Researchers revealed how plants talk by modifying a cabbage gene which triggers the production of a gas emitted when a plant’s surface is cut or pierced. 
By adding the protein luciferase – which makes fireflies glow in the dark – to the DNA the plants’ emissions could be monitored on camera. 
One cabbage plant had a leaf cut off with scissors and started emitting a gas – methyl jasmonate – thereby ‘telling’ its neighbours there may be trouble ahead. 
Two nearby cabbage plants, which had not been touched, received the message they should protect themselves. They did this by producing toxic chemicals on the leaves to fend off predators such as caterpillars. 
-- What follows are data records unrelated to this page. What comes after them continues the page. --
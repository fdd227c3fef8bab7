//! API Routes

use axum::{
    middleware,
    routing::{get, post},
    Router,
};
use std::sync::Arc;

use crate::handlers;
use crate::state::AppState;

/// Token issuance and validation routes, rate limited per client address
pub fn token_routes(state: Arc<AppState>) -> Router<Arc<AppState>> {
    Router::new()
        .route(
            "/token",
            post(handlers::auth::issue_token).fallback(handlers::method_not_allowed),
        )
        .route(
            "/refresh",
            post(handlers::auth::refresh_token).fallback(handlers::method_not_allowed),
        )
        .route(
            "/check",
            get(handlers::auth::check_token).fallback(handlers::method_not_allowed),
        )
        .route_layer(middleware::from_fn_with_state(
            state,
            crate::middleware::rate_limit_middleware,
        ))
}

/// Balance routes
pub fn balance_routes() -> Router<Arc<AppState>> {
    Router::new()
        .route(
            "/balance",
            post(handlers::balance::replenish).fallback(handlers::method_not_allowed),
        )
        .route(
            "/withdrawal",
            post(handlers::balance::withdraw).fallback(handlers::method_not_allowed),
        )
}

/// Health routes
pub fn health_routes() -> Router<Arc<AppState>> {
    Router::new().route(
        "/health",
        get(handlers::health::health_check).fallback(handlers::method_not_allowed),
    )
}
#[cfg(test)]
mod tests {
    use super::*;
    use crate::gateway::{GatewayCall, GatewayError, InMemoryGateway};
    use crate::store::InMemoryLedgerStore;
    use async_trait::async_trait;
    use vaultpay_auth::{TokenCache, TokenCodec, TokenResolver};

    const SECRET: &str = "ledger-test-secret-key-32-bytes-long!!";
    const ALICE: &str = "alice@example.com";

    struct Harness {
        ledger: BalanceLedger,
        store: InMemoryLedgerStore,
        gateway: Arc<InMemoryGateway>,
        codec: TokenCodec,
    }

    impl Harness {
        fn new(outcome: GatewayOutcome) -> Self {
            Self::with_gateway(Arc::new(InMemoryGateway::new(outcome)))
        }

        fn with_gateway(gateway: Arc<InMemoryGateway>) -> Self {
            let codec = TokenCodec::new(SECRET).unwrap();
            let resolver = Arc::new(TokenResolver::new(
                codec.clone(),
                TokenCache::new(Duration::from_secs(300)),
            ));
            let store = InMemoryLedgerStore::new();
            let ledger = BalanceLedger::new(
                resolver,
                Arc::new(store.clone()),
                gateway.clone(),
                LedgerConfig::default(),
            );
            Self {
                ledger,
                store,
                gateway,
                codec,
            }
        }

        fn token(&self, subject: &str) -> String {
            self.codec.issue(subject, Duration::from_secs(600)).unwrap()
        }
    }

    fn card() -> CardDetails {
        CardDetails::new("4111111111111111", "Alice", "123")
    }

    #[tokio::test]
    async fn test_withdraw_scenario() {
        let h = Harness::new(GatewayOutcome::Success);
        let token = h.token(ALICE);
        h.store.set_balance(&SubjectKey::from_subject(ALICE), 100).await;

        let receipt = h.ledger.withdraw(&token, &card(), 50).await.unwrap();
        assert_eq!(receipt.balance_after, 50);
        assert_eq!(receipt.message, "Balance successfully withdrawn");
        assert_eq!(h.ledger.balance(&token).await.unwrap(), 50);

        let records = h.store.records().await;
        assert_eq!(records.len(), 1);
        assert_eq!(records[0].amount, 50);
        assert_eq!(records[0].kind, TransactionKind::Withdrawal);

        let result = h.ledger.withdraw(&token, &card(), 200).await;
        assert!(matches!(result, Err(LedgerError::NotEnoughMoney)));
        assert_eq!(h.ledger.balance(&token).await.unwrap(), 50);
        assert_eq!(h.store.records().await.len(), 1);
        assert_eq!(h.gateway.calls().len(), 1);
    }

    #[tokio::test]
    async fn test_withdraw_without_account_never_calls_gateway() {
        let h = Harness::new(GatewayOutcome::Success);
        let result = h.ledger.withdraw(&h.token(ALICE), &card(), 1).await;
        assert!(matches!(result, Err(LedgerError::NotEnoughMoney)));
        assert!(h.gateway.calls().is_empty());
    }

    #[tokio::test]
    async fn test_replenish_creates_account() {
        let h = Harness::new(GatewayOutcome::Success);
        let token = h.token(ALICE);

        let receipt = h.ledger.replenish(&token, &card(), 75).await.unwrap();
        assert_eq!(receipt.balance_after, 75);
        assert_eq!(receipt.kind, TransactionKind::Deposit);
        assert_eq!(receipt.message, "Balance successfully replenished");
        assert_eq!(h.gateway.calls(), vec![(GatewayCall::Charge, card().number, 75)]);

        let history = h.ledger.history(&token, None).await.unwrap();
        assert_eq!(history.len(), 1);
        assert_eq!(history[0].kind, TransactionKind::Deposit);
    }

    #[tokio::test]
    async fn test_gateway_rejections_leave_no_record() {
        let cases = [
            (GatewayOutcome::InvalidCredentials, "INVALID_CARD_CREDENTIALS"),
            (GatewayOutcome::InsufficientFunds, "NOT_ENOUGH_MONEY"),
            (GatewayOutcome::Unknown("teapot".to_string()), "PAYMENT_FAILED"),
        ];

        for (outcome, code) in cases {
            let h = Harness::new(outcome);
            let token = h.token(ALICE);
            h.store.set_balance(&SubjectKey::from_subject(ALICE), 100).await;

            let err = h.ledger.replenish(&token, &card(), 10).await.unwrap_err();
            assert_eq!(err.error_code(), code);
            let err = h.ledger.withdraw(&token, &card(), 10).await.unwrap_err();
            assert_eq!(err.error_code(), code);

            assert!(h.store.records().await.is_empty());
            assert_eq!(h.ledger.balance(&token).await.unwrap(), 100);
        }
    }

    #[tokio::test]
    async fn test_unreachable_gateway_is_payment_failure() {
        let h = Harness::with_gateway(Arc::new(InMemoryGateway::unreachable("connection refused")));
        let err = h.ledger.replenish(&h.token(ALICE), &card(), 10).await.unwrap_err();
        assert!(matches!(err, LedgerError::PaymentFailed { .. }));
        assert!(h.store.records().await.is_empty());
    }

    #[tokio::test]
    async fn test_auth_failures() {
        let h = Harness::new(GatewayOutcome::Success);

        let expired = h
            .codec
            .issue_at(ALICE, Duration::from_secs(1), Utc::now() - chrono::Duration::seconds(10))
            .unwrap();
        let err = h.ledger.replenish(&expired, &card(), 10).await.unwrap_err();
        assert!(matches!(err, LedgerError::Expired));

        let forged = TokenCodec::new("another-secret-key-that-is-32-bytes!!")
            .unwrap()
            .issue(ALICE, Duration::from_secs(60))
            .unwrap();
        let err = h.ledger.withdraw(&forged, &card(), 10).await.unwrap_err();
        assert!(matches!(err, LedgerError::InvalidCredentials));

        let err = h.ledger.balance("garbage").await.unwrap_err();
        assert!(matches!(err, LedgerError::InvalidCredentials));

        assert!(h.gateway.calls().is_empty());
    }

    #[tokio::test]
    async fn test_non_positive_amount_rejected() {
        let h = Harness::new(GatewayOutcome::Success);
        let token = h.token(ALICE);
        for amount in [0, -5] {
            let err = h.ledger.replenish(&token, &card(), amount).await.unwrap_err();
            assert!(matches!(err, LedgerError::InvalidAmount(a) if a == amount));
        }
        assert!(h.gateway.calls().is_empty());
    }

    #[tokio::test]
    async fn test_concurrent_withdrawals_never_overdraw() {
        let h = Harness::new(GatewayOutcome::Success);
        let token = h.token(ALICE);
        h.store.set_balance(&SubjectKey::from_subject(ALICE), 100).await;

        let attempts = (0..10).map(|_| {
            let ledger = h.ledger.clone();
            let token = token.clone();
            async move { ledger.withdraw(&token, &card(), 30).await }
        });
        let results = futures::future::join_all(attempts).await;

        let succeeded = results.iter().filter(|r| r.is_ok()).count() as i64;
        let balance = h.ledger.balance(&token).await.unwrap();
        assert!(balance >= 0);
        assert_eq!(balance, 100 - 30 * succeeded);
        assert_eq!(h.store.records().await.len() as i64, succeeded);
    }

    struct StalledGateway;

    #[async_trait]
    impl SettlementGateway for StalledGateway {
        async fn charge(&self, _card: &CardDetails, _amount: i64) -> Result<GatewayOutcome, GatewayError> {
            tokio::time::sleep(Duration::from_secs(3600)).await;
            Ok(GatewayOutcome::Success)
        }

        async fn credit(&self, card: &CardDetails, amount: i64) -> Result<GatewayOutcome, GatewayError> {
            self.charge(card, amount).await
        }
    }

    #[tokio::test(start_paused = true)]
    async fn test_settlement_deadline() {
        let codec = TokenCodec::new(SECRET).unwrap();
        let store = InMemoryLedgerStore::new();
        let ledger = BalanceLedger::new(
            Arc::new(TokenResolver::new(codec.clone(), TokenCache::new(Duration::from_secs(300)))),
            Arc::new(store.clone()),
            Arc::new(StalledGateway),
            LedgerConfig::default(),
        );
        let token = codec.issue(ALICE, Duration::from_secs(600)).unwrap();

        let err = ledger.replenish(&token, &card(), 10).await.unwrap_err();
        assert!(matches!(err, LedgerError::Timeout("settlement")));
        assert_eq!(err.status_code(), 500);
        assert!(store.records().await.is_empty());
    }
}
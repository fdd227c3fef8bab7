//! Health Check Handlers

use axum::Json;
use serde::Serialize;

/// Health check response
#[derive(Debug, Serialize)]
pub struct HealthResponse {
    /// Service status
    pub status: String,
    /// Service version
    pub version: String,
    /// Timestamp
    pub timestamp: i64,
}

/// Liveness check; does not touch dependencies
pub async fn health_check() -> Json<HealthResponse> {
    let timestamp = std::time::SystemTime::now()
        .duration_since(std::time::UNIX_EPOCH)
        .map(|d| d.as_millis() as i64)
        .unwrap_or(0);

    Json(HealthResponse {
        status: "healthy".to_string(),
        version: env!("CARGO_PKG_VERSION").to_string(),
        timestamp,
    })
}
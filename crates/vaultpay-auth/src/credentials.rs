//! Credential Verifier
//!
//! Checks an email/password pair against the account store and issues a
//! token pair on success:
//! - Access token signed by the [`TokenCodec`]
//! - Opaque random refresh token persisted by the store
//!
//! The password check and the refresh token insert happen in one store
//! operation. Stored passwords are compared by plain equality; there is no
//! hashing in this path.

use async_trait::async_trait;
use chrono::{DateTime, Utc};
use rand::RngCore;
use std::collections::HashMap;
use std::future::Future;
use std::sync::Arc;
use tokio::sync::RwLock;
use tracing::{info, warn};
use uuid::Uuid;

use crate::config::TokenConfig;
use crate::error::{AuthError, AuthResult};
use crate::token::{expiry_after, fingerprint, TokenCodec};
use crate::types::{ClientToken, RefreshTokenRecord, TokenPair};

/// Account store used by the verifier
#[async_trait]
pub trait CredentialStore: Send + Sync {
    /// Persist `refresh_token` for the account whose email and password
    /// match. Returns `false` when no account matched.
    async fn store_refresh_token(
        &self,
        email: &str,
        password: &str,
        refresh_token: &str,
        expires_at: DateTime<Utc>,
    ) -> AuthResult<bool>;

    /// Look up a refresh token by exact value
    async fn find_refresh_token(&self, refresh_token: &str) -> AuthResult<Option<RefreshTokenRecord>>;

    /// Scopes granted to the client whose id and secret match, or `None`
    async fn find_client_scopes(&self, client_id: &str, client_secret: &str) -> AuthResult<Option<Vec<String>>>;
}

// =============================================================================
// In-memory store
// =============================================================================

#[derive(Debug, Clone)]
struct StoredAccount {
    id: Uuid,
    password: String,
}

/// Credential store backed by process memory
#[derive(Default)]
pub struct InMemoryCredentialStore {
    accounts: RwLock<HashMap<String, StoredAccount>>,
    refresh_tokens: RwLock<HashMap<String, RefreshTokenRecord>>,
    clients: RwLock<HashMap<String, (String, Vec<String>)>>,
}

impl InMemoryCredentialStore {
    pub fn new() -> Self {
        Self::default()
    }

    /// Register an account; returns its id
    pub async fn add_account(&self, email: &str, password: &str) -> Uuid {
        let id = Uuid::new_v4();
        self.accounts.write().await.insert(
            email.to_string(),
            StoredAccount {
                id,
                password: password.to_string(),
            },
        );
        id
    }

    /// Register a service client with the scopes it may request
    pub async fn add_client(&self, client_id: &str, client_secret: &str, scopes: &[&str]) {
        self.clients.write().await.insert(
            client_id.to_string(),
            (
                client_secret.to_string(),
                scopes.iter().map(|s| s.to_string()).collect(),
            ),
        );
    }

    /// Number of refresh tokens stored
    pub async fn refresh_token_count(&self) -> usize {
        self.refresh_tokens.read().await.len()
    }
}

#[async_trait]
impl CredentialStore for InMemoryCredentialStore {
    async fn store_refresh_token(
        &self,
        email: &str,
        password: &str,
        refresh_token: &str,
        expires_at: DateTime<Utc>,
    ) -> AuthResult<bool> {
        let accounts = self.accounts.read().await;
        let Some(account) = accounts.get(email).filter(|a| a.password == password) else {
            return Ok(false);
        };

        self.refresh_tokens.write().await.insert(
            refresh_token.to_string(),
            RefreshTokenRecord {
                account_id: account.id,
                email: email.to_string(),
                refresh_token: refresh_token.to_string(),
                expires_at,
            },
        );
        Ok(true)
    }

    async fn find_refresh_token(&self, refresh_token: &str) -> AuthResult<Option<RefreshTokenRecord>> {
        Ok(self.refresh_tokens.read().await.get(refresh_token).cloned())
    }

    async fn find_client_scopes(&self, client_id: &str, client_secret: &str) -> AuthResult<Option<Vec<String>>> {
        Ok(self
            .clients
            .read()
            .await
            .get(client_id)
            .filter(|(secret, _)| secret == client_secret)
            .map(|(_, scopes)| scopes.clone()))
    }
}

// =============================================================================
// Verifier
// =============================================================================

/// Authenticates credentials and issues token pairs
#[derive(Clone)]
pub struct CredentialVerifier {
    store: Arc<dyn CredentialStore>,
    codec: TokenCodec,
    config: TokenConfig,
}

impl CredentialVerifier {
    pub fn new(store: Arc<dyn CredentialStore>, codec: TokenCodec, config: TokenConfig) -> Self {
        Self { store, codec, config }
    }

    /// Exchange an email and password for a token pair.
    ///
    /// Unknown email and wrong password both yield `InvalidCredentials`. A
    /// store failure yields `Internal` and no tokens.
    pub async fn authenticate(&self, email: &str, password: &str) -> AuthResult<TokenPair> {
        if email.is_empty() || password.is_empty() {
            return Err(AuthError::InvalidCredentials);
        }

        let now = Utc::now();
        let refresh_token = self.generate_refresh_token();
        let refresh_expires_at = expiry_after(now, self.config.refresh_token_lifetime)?;

        let matched = self
            .with_store_deadline(
                self.store
                    .store_refresh_token(email, password, &refresh_token, refresh_expires_at),
            )
            .await
            .map_err(|e| internal_unless_timeout(e, "refresh token persistence failed"))?;

        if !matched {
            warn!(email = %email, "Authentication failed");
            return Err(AuthError::InvalidCredentials);
        }

        let pair = self.issue_pair(email, refresh_token, refresh_expires_at, now)?;

        info!(
            email = %email,
            token = %fingerprint(&pair.access_token),
            "User authenticated"
        );

        Ok(pair)
    }

    /// Exchange a refresh token for a fresh access token. The refresh token
    /// itself is returned unchanged.
    pub async fn refresh(&self, refresh_token: &str) -> AuthResult<TokenPair> {
        if refresh_token.is_empty() {
            return Err(AuthError::InvalidCredentials);
        }

        let now = Utc::now();
        let record = self
            .with_store_deadline(self.store.find_refresh_token(refresh_token))
            .await
            .map_err(|e| internal_unless_timeout(e, "refresh token lookup failed"))?
            .ok_or(AuthError::InvalidCredentials)?;

        if record.is_expired_at(now) {
            warn!(account_id = %record.account_id, "Expired refresh token presented");
            return Err(AuthError::InvalidCredentials);
        }

        let pair = self.issue_pair(&record.email, record.refresh_token, record.expires_at, now)?;

        info!(account_id = %record.account_id, "Access token refreshed");

        Ok(pair)
    }

    /// Client-credentials grant: exchange a client id and secret for an
    /// access token. `scope` must be one of the client's granted scopes; it
    /// is checked here and not carried in the token. No refresh token is
    /// issued.
    pub async fn authenticate_client(
        &self,
        client_id: &str,
        client_secret: &str,
        scope: &str,
    ) -> AuthResult<ClientToken> {
        if client_id.is_empty() || client_secret.is_empty() || scope.is_empty() {
            return Err(AuthError::InvalidCredentials);
        }

        let granted = self
            .with_store_deadline(self.store.find_client_scopes(client_id, client_secret))
            .await
            .map_err(|e| internal_unless_timeout(e, "client lookup failed"))?;

        if !granted.is_some_and(|scopes| scopes.iter().any(|s| s == scope)) {
            warn!(client_id = %client_id, scope = %scope, "Client authentication failed");
            return Err(AuthError::InvalidCredentials);
        }

        let now = Utc::now();
        let lifetime = self.config.access_token_lifetime;
        let access_token = self.codec.issue_at(client_id, lifetime, now)?;
        let expires_at = expiry_after(now, lifetime)?;

        info!(client_id = %client_id, scope = %scope, "Client token issued");

        Ok(ClientToken {
            access_token,
            expires_in: (expires_at - now).num_seconds(),
            token_type: "Bearer".to_string(),
        })
    }

    fn issue_pair(
        &self,
        email: &str,
        refresh_token: String,
        refresh_expires_at: DateTime<Utc>,
        now: DateTime<Utc>,
    ) -> AuthResult<TokenPair> {
        let lifetime = self.config.access_token_lifetime;
        let access_token = self.codec.issue_at(email, lifetime, now)?;
        let access_expires_at = expiry_after(now, lifetime)?;

        Ok(TokenPair::new(
            access_token,
            refresh_token,
            access_expires_at.timestamp(),
            refresh_expires_at.timestamp(),
        ))
    }

    async fn with_store_deadline<T>(&self, fut: impl Future<Output = AuthResult<T>>) -> AuthResult<T> {
        let deadline = self.config.store_timeout;
        match tokio::time::timeout(deadline, fut).await {
            Ok(result) => result,
            Err(_) => {
                warn!(deadline = ?deadline, "Credential store deadline exceeded");
                Err(AuthError::Timeout("credential store"))
            }
        }
    }

    /// Generate a cryptographically secure refresh token
    fn generate_refresh_token(&self) -> String {
        let mut bytes = vec![0u8; self.config.refresh_token_length];
        rand::thread_rng().fill_bytes(&mut bytes);
        base64::Engine::encode(&base64::engine::general_purpose::URL_SAFE_NO_PAD, &bytes)
    }
}

fn internal_unless_timeout(err: AuthError, context: &str) -> AuthError {
    match err {
        AuthError::Timeout(_) => err,
        e => AuthError::Internal(format!("{}: {}", context, e)),
    }
}
//! Server Configuration
//!
//! Layered in increasing precedence: plain environment variables read by
//! each crate's `from_env`, config files, `VAULTPAY__` prefixed environment
//! variables, then CLI arguments (applied in `main`).

use serde::{Deserialize, Serialize};
use std::net::SocketAddr;
use std::time::Duration;
use vaultpay_auth::AuthConfig;
use vaultpay_db::DatabaseConfig;
use vaultpay_ledger::LedgerConfig;

/// Server configuration
#[derive(Debug, Clone, Default, Serialize, Deserialize)]
#[serde(default)]
pub struct ServerConfig {
    /// Server binding configuration
    pub server: ServerSettings,
    /// Database configuration
    pub database: DatabaseConfig,
    /// Token issuance and cache configuration
    pub auth: AuthConfig,
    /// Settlement gateway and ledger deadlines
    pub ledger: LedgerConfig,
    /// HTTP surface configuration
    pub api: ApiSettings,
    /// Logging configuration
    pub logging: LoggingConfig,
}

/// Server binding settings
#[derive(Debug, Clone, Serialize, Deserialize)]
#[serde(default)]
pub struct ServerSettings {
    /// Host to bind to
    pub host: String,
    /// Port to listen on
    pub port: u16,
    /// Run migrations on startup
    pub run_migrations: bool,
}

impl Default for ServerSettings {
    fn default() -> Self {
        Self {
            host: "0.0.0.0".to_string(),
            port: 8080,
            run_migrations: true,
        }
    }
}

impl ServerSettings {
    /// Get the socket address to bind to
    pub fn socket_addr(&self) -> anyhow::Result<SocketAddr> {
        format!("{}:{}", self.host, self.port)
            .parse()
            .map_err(|e| anyhow::anyhow!("invalid bind address {}:{}: {}", self.host, self.port, e))
    }
}

/// API settings
#[derive(Debug, Clone, Serialize, Deserialize)]
#[serde(default)]
pub struct ApiSettings {
    /// Enable CORS
    pub enable_cors: bool,
    /// CORS allowed origins
    pub cors_origins: Vec<String>,
    /// Enable request tracing
    pub enable_tracing: bool,
}

impl Default for ApiSettings {
    fn default() -> Self {
        Self {
            enable_cors: true,
            cors_origins: vec!["*".to_string()],
            enable_tracing: true,
        }
    }
}

/// Logging configuration
#[derive(Debug, Clone, Serialize, Deserialize)]
#[serde(default)]
pub struct LoggingConfig {
    /// Log level (trace, debug, info, warn, error)
    pub level: String,
    /// Log format (json, pretty)
    pub format: String,
}

impl Default for LoggingConfig {
    fn default() -> Self {
        Self {
            level: "info".to_string(),
            format: "pretty".to_string(),
        }
    }
}

impl ServerConfig {
    /// Defaults overridden by the plain environment variables each crate
    /// understands (`DATABASE_URL`, `TOKEN_SECRET`, `PAYMENT_CHARGE_URL`, ...)
    pub fn from_env() -> Self {
        Self {
            database: DatabaseConfig::from_env(),
            auth: AuthConfig::from_env(),
            ledger: LedgerConfig::from_env(),
            ..Default::default()
        }
    }

    /// Load configuration from environment and optional config file
    pub fn load(config_path: Option<&str>) -> anyhow::Result<Self> {
        // Load .env file if present
        let _ = dotenvy::dotenv();

        let mut builder = config::Config::builder().add_source(config::Config::try_from(&Self::from_env())?);

        if let Some(path) = config_path {
            builder = builder.add_source(config::File::with_name(path).required(true));
        }

        builder = builder
            .add_source(config::File::with_name("config/default").required(false))
            .add_source(config::File::with_name("config/local").required(false))
            .add_source(
                config::Environment::with_prefix("VAULTPAY")
                    .prefix_separator("__")
                    .separator("__")
                    .try_parsing(true),
            );

        let server_config: ServerConfig = builder.build()?.try_deserialize()?;
        Ok(server_config)
    }

    /// Validate every section, collecting all problems
    pub fn validate(&self) -> anyhow::Result<()> {
        let mut errors = Vec::new();

        if let Err(e) = self.auth.validate() {
            errors.extend(e.into_iter().map(|m| format!("auth: {}", m)));
        }
        if let Err(e) = self.ledger.validate() {
            errors.extend(e.into_iter().map(|m| format!("ledger: {}", m)));
        }
        if self.database.postgres_url.is_empty() {
            errors.push("database: postgres_url must be set".to_string());
        }
        if !matches!(self.logging.format.as_str(), "json" | "pretty") {
            errors.push(format!("logging: unknown format {:?}", self.logging.format));
        }

        if errors.is_empty() {
            Ok(())
        } else {
            anyhow::bail!("invalid configuration:\n  {}", errors.join("\n  "))
        }
    }

    /// Create a configuration for local development
    pub fn development() -> Self {
        let mut config = Self::default();
        config.server.port = 3000;
        config.auth.token.secret = "development-secret-key-not-for-production".to_string();
        config.ledger.settlement_timeout = Duration::from_secs(30);
        config.logging.level = "debug".to_string();
        config
    }
}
It is the first time such a process has been caught on camera. Scientists say it raises the possibility that plants are all communicating with each other in a complex ‘invisible language’ which we know nothing about.
It's pretty amazing how resourceful all living things--whether humans, other animals, or even plants--can be when their livelihood is being threatened. I think that plants are "smarter" than we give them credit for, if only from a pure survival point of view. It's a different type of intelligence, of course, but I think it's fascinating.